## [Exercise instructions]
What appears from the first line of the records below through the line containing "blocks. Each block" must be reproduced verbatim.

(Dataset entries)
--- START ---

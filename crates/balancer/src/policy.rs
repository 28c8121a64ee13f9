//! Placement policy
//!
//! A policy is a replication factor plus a set of placement blocks. Each block
//! names a placement-path prefix and the minimum number of replicas that must
//! live underneath it. Blocks never overlap and always sum to the replication
//! factor, so a compliant tablet has exactly `min_replicas` valid replicas in
//! every block. A policy without blocks places replicas anywhere, spread over
//! as many live zones as possible.

use serde::{Deserialize, Serialize};
use std::collections::BTreeSet;

use crate::error::ConfigError;
use crate::metadata::{PlacementPath, TableId};

/// Default replication factor
pub const DEFAULT_REPLICATION_FACTOR: u32 = 3;

/// Placement block
#[derive(Debug, Clone, PartialEq, Eq, Serialize, Deserialize)]
pub struct PlacementBlock {
    /// Path prefix the block matches
    pub path: PlacementPath,
    /// Minimum replica count inside the block
    pub min_replicas: u32,
}

impl PlacementBlock {
    pub fn new(path: PlacementPath, min_replicas: u32) -> Self {
        Self { path, min_replicas }
    }

    pub fn matches(&self, placement: &PlacementPath) -> bool {
        self.path.contains(placement)
    }
}

/// Placement policy
#[derive(Debug, Clone, PartialEq, Eq, Serialize, Deserialize)]
pub struct PlacementPolicy {
    /// Replication factor
    pub replication_factor: u32,
    /// Placement blocks (empty means "anywhere")
    #[serde(default)]
    pub blocks: Vec<PlacementBlock>,
}

impl Default for PlacementPolicy {
    fn default() -> Self {
        Self {
            replication_factor: DEFAULT_REPLICATION_FACTOR,
            blocks: Vec::new(),
        }
    }
}

impl PlacementPolicy {
    /// Create a validated policy
    pub fn new(replication_factor: u32, blocks: Vec<PlacementBlock>) -> Result<Self, ConfigError> {
        let policy = Self {
            replication_factor,
            blocks,
        };
        policy.validate()?;
        Ok(policy)
    }

    /// "Anywhere" policy with the given replication factor
    pub fn anywhere(replication_factor: u32) -> Result<Self, ConfigError> {
        Self::new(replication_factor, Vec::new())
    }

    /// Parse a block spec such as `c.r.z0,c.r.z1,c.r.z2` or `c.r.z0:2,c.r.z1`
    ///
    /// Blocks with an explicit `:n` suffix get exactly `n` replicas; the rest
    /// of the replication factor is spread evenly over blocks without one,
    /// earlier blocks taking the remainder. An empty spec yields the
    /// "anywhere" policy.
    pub fn parse(spec: &str, replication_factor: u32) -> Result<Self, ConfigError> {
        if replication_factor == 0 {
            return Err(ConfigError::ZeroReplicationFactor);
        }
        let spec = spec.trim();
        if spec.is_empty() {
            return Self::anywhere(replication_factor);
        }

        let mut parsed: Vec<(PlacementPath, Option<u32>)> = Vec::new();
        for part in spec.split(',') {
            let part = part.trim();
            let (path, count) = match part.split_once(':') {
                Some((path, count)) => {
                    let count = count.trim().parse::<u32>().map_err(|e| {
                        ConfigError::InvalidBlockSpec {
                            spec: spec.to_string(),
                            reason: format!("bad replica count in '{}': {}", part, e),
                        }
                    })?;
                    (path, Some(count))
                }
                None => (part, None),
            };
            let path: PlacementPath = path.parse()?;
            parsed.push((path, count));
        }

        let fixed: u32 = parsed.iter().filter_map(|(_, count)| *count).sum();
        let flexible = parsed.iter().filter(|(_, count)| count.is_none()).count() as u32;
        if fixed > replication_factor {
            return Err(ConfigError::BlockSumMismatch {
                total: fixed,
                replication_factor,
            });
        }

        let remaining = replication_factor - fixed;
        let (share, mut extra) = if flexible > 0 {
            (remaining / flexible, remaining % flexible)
        } else {
            (0, 0)
        };

        let blocks = parsed
            .into_iter()
            .map(|(path, count)| {
                let min_replicas = count.unwrap_or_else(|| {
                    if extra > 0 {
                        extra -= 1;
                        share + 1
                    } else {
                        share
                    }
                });
                PlacementBlock::new(path, min_replicas)
            })
            .collect();

        Self::new(replication_factor, blocks)
    }

    /// Validate the policy
    pub fn validate(&self) -> Result<(), ConfigError> {
        if self.replication_factor == 0 {
            return Err(ConfigError::ZeroReplicationFactor);
        }
        if self.blocks.is_empty() {
            return Ok(());
        }

        for block in &self.blocks {
            if block.min_replicas == 0 {
                return Err(ConfigError::EmptyBlock(block.path.to_string()));
            }
        }

        for (i, a) in self.blocks.iter().enumerate() {
            for b in &self.blocks[i + 1..] {
                if a.path.overlaps(&b.path) {
                    return Err(ConfigError::OverlappingBlocks(
                        a.path.to_string(),
                        b.path.to_string(),
                    ));
                }
            }
        }

        let total: u32 = self.blocks.iter().map(|b| b.min_replicas).sum();
        if total != self.replication_factor {
            return Err(ConfigError::BlockSumMismatch {
                total,
                replication_factor: self.replication_factor,
            });
        }
        Ok(())
    }

    /// Whether this is the "anywhere" policy
    pub fn is_anywhere(&self) -> bool {
        self.blocks.is_empty()
    }

    /// Blocks the evaluator works with
    ///
    /// The "anywhere" policy is a single root block holding every replica.
    pub fn effective_blocks(&self) -> Vec<PlacementBlock> {
        if self.blocks.is_empty() {
            vec![PlacementBlock::new(PlacementPath::root(), self.replication_factor)]
        } else {
            self.blocks.clone()
        }
    }

    /// Index (into `effective_blocks`) of the block matching a placement
    pub fn block_index(&self, placement: &PlacementPath) -> Option<usize> {
        if self.blocks.is_empty() {
            return Some(0);
        }
        self.blocks.iter().position(|b| b.matches(placement))
    }
}

/// Parse and validate a preferred zone list
pub fn parse_preferred_zones<S: AsRef<str>>(zones: &[S]) -> Result<Vec<PlacementPath>, ConfigError> {
    let mut seen = BTreeSet::new();
    let mut parsed = Vec::with_capacity(zones.len());
    for zone in zones {
        let path: PlacementPath = zone.as_ref().parse()?;
        if !seen.insert(path.clone()) {
            return Err(ConfigError::DuplicateZone(path.to_string()));
        }
        parsed.push(path);
    }
    Ok(parsed)
}

/// Policy as reported by the cluster for one table
#[derive(Debug, Clone, PartialEq, Eq, Serialize, Deserialize)]
pub struct TablePolicy {
    /// Placement constraints (cluster-wide or a per-table override)
    pub placement: PlacementPolicy,
    /// Cluster preferred leader zones, in priority order
    #[serde(default)]
    pub preferred_zones: Vec<PlacementPath>,
    /// Whether this table's leaders follow the preferred zones
    #[serde(default = "default_true")]
    pub leader_affinity: bool,
    /// System table
    #[serde(default)]
    pub system: bool,
}

fn default_true() -> bool {
    true
}

/// Policy resolved once per tick, immutable while planning
#[derive(Debug, Clone, PartialEq, Eq)]
pub struct ResolvedPolicy {
    pub table: TableId,
    pub placement: PlacementPolicy,
    pub blocks: Vec<PlacementBlock>,
    /// Preferred zones this table's leaders must honor (empty when opted out)
    pub preferred_zones: Vec<PlacementPath>,
    pub system: bool,
}

impl ResolvedPolicy {
    pub fn resolve(table: TableId, policy: TablePolicy) -> Self {
        let blocks = policy.placement.effective_blocks();
        let preferred_zones = if policy.leader_affinity {
            policy.preferred_zones
        } else {
            Vec::new()
        };
        Self {
            table,
            placement: policy.placement,
            blocks,
            preferred_zones,
            system: policy.system,
        }
    }

    pub fn replication_factor(&self) -> u32 {
        self.placement.replication_factor
    }

    pub fn has_preferred_zones(&self) -> bool {
        !self.preferred_zones.is_empty()
    }

    /// Whether a placement lies inside one of the preferred zones
    pub fn is_preferred(&self, placement: &PlacementPath) -> bool {
        self.preferred_zones.iter().any(|zone| zone.contains(placement))
    }

    /// Index of the block holding a placement
    pub fn block_index(&self, placement: &PlacementPath) -> Option<usize> {
        self.placement.block_index(placement)
    }
}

--- END ---

## [Response to the exercise]
filename crates/balancer/src/policy.rs
repository 28c8121a64ee13f9
//! Placement policy
//!
//! A policy is a replication factor plus a set of placement blocks. Each block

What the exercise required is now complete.